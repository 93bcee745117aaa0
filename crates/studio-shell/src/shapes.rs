//! Random shape synthesis for the shell's quick-add actions and draw mode.

use std::ops::Range;

use studio_engine::coords::{CanvasSize, ColorRgba, Rect, Vec2};

/// Edge length range for rectangles placed anywhere on the canvas.
pub const PLACED_SIDE: Range<f32> = 20.0..150.0;
/// Edge length range for rectangles drawn at the pointer.
pub const DRAWN_SIDE: Range<f32> = 20.0..100.0;

/// Seedable source of rectangles and fill colors.
#[derive(Debug, Clone)]
pub struct ShapeRng {
    rng: fastrand::Rng,
}

impl ShapeRng {
    pub fn new(seed: Option<u64>) -> Self {
        let rng = match seed {
            Some(seed) => fastrand::Rng::with_seed(seed),
            None => fastrand::Rng::new(),
        };
        Self { rng }
    }

    /// A rectangle lying entirely on `canvas`.
    pub fn rect_within(&mut self, canvas: CanvasSize) -> Rect {
        let (cw, ch) = (canvas.width as f32, canvas.height as f32);
        let w = self.side_up_to(cw);
        let h = self.side_up_to(ch);
        let x = self.rng.f32() * (cw - w);
        let y = self.rng.f32() * (ch - h);
        Rect::new(x, y, w, h)
    }

    /// A rectangle whose top-left corner is `at`.
    pub fn rect_at(&mut self, at: Vec2) -> Rect {
        let w = self.in_range(DRAWN_SIDE);
        let h = self.in_range(DRAWN_SIDE);
        Rect::new(at.x, at.y, w, h)
    }

    /// An opaque color with uniformly random channels.
    pub fn color(&mut self) -> ColorRgba {
        ColorRgba::opaque(self.rng.f32(), self.rng.f32(), self.rng.f32())
    }

    fn side_up_to(&mut self, limit: f32) -> f32 {
        let hi = PLACED_SIDE.end.min(limit);
        let lo = PLACED_SIDE.start.min(hi);
        self.in_range(lo..hi)
    }

    fn in_range(&mut self, range: Range<f32>) -> f32 {
        range.start + self.rng.f32() * (range.end - range.start)
    }
}

#[cfg(test)]
mod tests {
    use super::*;

    #[test]
    fn placed_rects_stay_on_canvas() {
        let mut rng = ShapeRng::new(Some(7));
        for canvas in [CanvasSize::new(100, 100), CanvasSize::new(800, 600), CanvasSize::new(2000, 120)] {
            for _ in 0..200 {
                let r = rng.rect_within(canvas);
                assert!(r.fits_within(canvas), "{r:?} escapes {canvas:?}");
                assert!(!r.is_empty());
            }
        }
    }

    #[test]
    fn placed_rects_shrink_on_tiny_canvas() {
        let mut rng = ShapeRng::new(Some(1));
        let canvas = CanvasSize::new(10, 10);
        for _ in 0..50 {
            assert!(rng.rect_within(canvas).fits_within(canvas));
        }
    }

    #[test]
    fn drawn_rects_start_at_pointer() {
        let mut rng = ShapeRng::new(Some(3));
        let at = Vec2::new(42.0, 17.0);
        let r = rng.rect_at(at);
        assert_eq!(r.origin, at);
        let side = DRAWN_SIDE.start..=DRAWN_SIDE.end;
        assert!(side.contains(&r.size.x));
        assert!(side.contains(&r.size.y));
    }

    #[test]
    fn colors_are_opaque_and_normalized() {
        let mut rng = ShapeRng::new(Some(9));
        for _ in 0..100 {
            let c = rng.color();
            assert_eq!(c.a, 1.0);
            assert!(c.is_normalized());
        }
    }

    #[test]
    fn same_seed_same_sequence() {
        let canvas = CanvasSize::new(800, 600);
        let mut a = ShapeRng::new(Some(1234));
        let mut b = ShapeRng::new(Some(1234));
        assert_eq!(a.rect_within(canvas), b.rect_within(canvas));
        assert_eq!(a.color(), b.color());
    }
}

- - - -

• The problem: Search the entries for "Some" and copy each matching line.

• Output of the exercise:
            Some(seed) => fastrand::Rng::with_seed(seed),
        let mut rng = ShapeRng::new(Some(7));
        let mut rng = ShapeRng::new(Some(1));
        let mut rng = ShapeRng::new(Some(3));
        let mut rng = ShapeRng::new(Some(9));
        let mut a = ShapeRng::new(Some(1234));
        let mut b = ShapeRng::new(Some(1234));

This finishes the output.